The platform supports multiple external secret providers, giving organizations the flexibility to use their preferred backend while maintaining consistent workflows across projects and clusters. Supported external secret providers include:

  • HashiCorp Vault

  • AWS Secrets Manager

  • Google Cloud Secret Manager

  • Azure Key Vault

For detailed instructions on managing secrets, see the Manage secrets guide.

You can manage secrets from the dedicated Secrets page or at the project level through the Secrets tab on each project’s page.

What is a secret?#

A secret is a piece of sensitive information, such as an API key, database credential, or token, that workloads in your projects need to operate. Secrets are securely stored and synchronized to clusters.

Secrets can be created at the organization level (shared across multiple projects) or as project-specific (isolated to a single project). AIRM ensures that secrets are propagated correctly and remain in sync with their target clusters and projects.

How synchronization works#

External secrets are synchronized to Kubernetes clusters via ExternalSecret CRDs:

  • The platform creates an ExternalSecret in the project’s namespace.

  • The ExternalSecret fetches values from the configured backend provider.

  • Workloads in that namespace can then reference the secret as a native Kubernetes Secret.

This ensures secret data remains in the secure backend and is only exposed to workloads at runtime.

Access control#

  • Platform admins can create organization secrets, assign them to projects, and manage all project secrets.

  • Team members can view and use secrets in their assigned projects but cannot create or modify organization secrets.

Secret statuses#

Secrets and their project assignments can move through the following states:

  • Unassigned: The secret exists but has not been assigned to any projects. Displayed as --- in the UI.

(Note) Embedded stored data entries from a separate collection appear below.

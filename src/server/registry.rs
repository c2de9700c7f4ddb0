//! Supervisor owning every live listener.
//!
//! Constructed once in `main` and shared by `Arc`. Signal handling only calls
//! [`Supervisor::cancel`]; the main thread then runs [`Supervisor::shutdown`]
//! and exits with [`Supervisor::exit_code`].

use std::net::SocketAddr;
use std::sync::atomic::{AtomicBool, AtomicI32, Ordering};
use std::sync::{Arc, Mutex, MutexGuard, PoisonError};

use tracing::{debug, info};

use super::listener::{ListenerHandle, ListenerKind};

#[derive(Debug, Default)]
struct Inner {
    handles: Vec<ListenerHandle>,
    /// Set once shutdown has begun; later registrations are shut down on arrival.
    closed: bool,
}

/// Registry of live listeners plus the process-wide cancellation state.
#[derive(Debug, Default)]
pub struct Supervisor {
    inner: Mutex<Inner>,
    cancelled: AtomicBool,
    exit_code: AtomicI32,
}

impl Supervisor {
    pub fn new() -> Self {
        Self::default()
    }

    fn lock(&self) -> MutexGuard<'_, Inner> {
        self.inner.lock().unwrap_or_else(PoisonError::into_inner)
    }

    /// Track a started listener.
    pub fn register(&self, handle: ListenerHandle) {
        let mut inner = self.lock();
        if inner.closed {
            drop(inner);
            debug!(name = handle.name(), "registered after shutdown, closing immediately");
            handle.shutdown();
            return;
        }
        debug!(name = handle.name(), kind = %handle.kind(), address = %handle.local_addr(), "listener registered");
        inner.handles.push(handle);
    }

    pub fn len(&self) -> usize {
        self.lock().handles.len()
    }

    pub fn is_empty(&self) -> bool {
        self.len() == 0
    }

    /// Name, kind and address of every registered listener.
    pub fn listeners(&self) -> Vec<(String, ListenerKind, SocketAddr)> {
        self.lock()
            .handles
            .iter()
            .map(|h| (h.name().to_string(), h.kind(), h.local_addr()))
            .collect()
    }

    /// Pop and shut down every listener until none remain.
    ///
    /// Returns how many listeners this call shut down; a repeated call
    /// returns 0.
    pub fn shutdown(&self) -> usize {
        self.lock().closed = true;

        let mut count = 0;
        loop {
            // Lock released before shutting the handle down.
            let next = self.lock().handles.pop();
            let Some(handle) = next else {
                break;
            };
            handle.shutdown();
            debug!(name = handle.name(), "listener stopped");
            count += 1;
        }

        if count > 0 {
            info!(listeners = count, "all listeners shut down");
        }
        count
    }

    /// Request process termination with `code` as exit status.
    ///
    /// Only records the request and wakes the primary accept loop; teardown
    /// happens on the thread that called `serve_forever`.
    pub fn cancel(&self, code: i32) {
        self.exit_code.store(code, Ordering::SeqCst);
        self.cancelled.store(true, Ordering::SeqCst);
        for handle in self.lock().handles.iter() {
            if handle.kind() == ListenerKind::Primary {
                handle.wake();
            }
        }
    }

    pub fn is_cancelled(&self) -> bool {
        self.cancelled.load(Ordering::SeqCst)
    }

    /// Status the process should exit with (0 unless cancelled by a signal).
    pub fn exit_code(&self) -> i32 {
        self.exit_code.load(Ordering::SeqCst)
    }

    /// Guard that shuts every listener down when dropped.
    pub fn guard(self: &Arc<Self>) -> ShutdownGuard {
        ShutdownGuard(Arc::clone(self))
    }
}

/// Runs [`Supervisor::shutdown`] on scope exit, including early `?` returns.
#[derive(Debug)]
pub struct ShutdownGuard(Arc<Supervisor>);

impl Drop for ShutdownGuard {
    fn drop(&mut self) {
        self.0.shutdown();
    }
}
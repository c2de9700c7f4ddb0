//! Process lifecycle: detaching, signals, log rotation.
//!
//! CHANGELOG:
//! - 10/16/2026 - Signals forward to the supervisor instead of exiting directly
//! - 10/14/2026 - Initial module structure

pub mod detach;
pub mod logrotate;
pub mod signals;

use std::io;
use std::os::fd::RawFd;

pub use detach::{daemonize, remove_pidfile, DaemonError, DaemonOptions};
pub use logrotate::{rotate_logs, RotateOutcome};
pub use signals::{install_signal_handlers, LogTargets, SignalAction, HANDLED_SIGNALS};

/// Set `FD_CLOEXEC` on a descriptor so it does not leak into exec'd children.
pub fn set_cloexec(fd: RawFd) -> io::Result<()> {
    // SAFETY: fcntl on a caller-provided descriptor; failure is reported via errno.
    let flags = unsafe { libc::fcntl(fd, libc::F_GETFD) };
    if flags < 0 {
        return Err(io::Error::last_os_error());
    }
    // SAFETY: as above.
    if unsafe { libc::fcntl(fd, libc::F_SETFD, flags | libc::FD_CLOEXEC) } < 0 {
        return Err(io::Error::last_os_error());
    }
    Ok(())
}

#[cfg(test)]
mod tests {
    use super::*;
    use std::os::fd::AsRawFd;

    #[test]
    fn test_set_cloexec() {
        let file = tempfile::tempfile().unwrap();
        let fd = file.as_raw_fd();
        set_cloexec(fd).unwrap();
        let flags = unsafe { libc::fcntl(fd, libc::F_GETFD) };
        assert_ne!(flags & libc::FD_CLOEXEC, 0);
    }

    #[test]
    fn test_set_cloexec_bad_fd() {
        assert!(set_cloexec(-1).is_err());
    }
}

  • Pending: The secret is being created or updated, and synchronization with assigned projects is in progress.

  • Synced: The secret has been successfully synchronized with all assigned projects.

  • PartiallySynced: The secret has synchronized with some projects but not all.

  • SyncedError: Synchronization finished, but one or more projects reported errors.

  • Failed: A critical error prevented the secret from being created, updated, or synchronized.

  • Deleting: The secret is in the process of being removed from all projects.

  • DeleteFailed: An error occurred while attempting to remove the secret from one or more projects.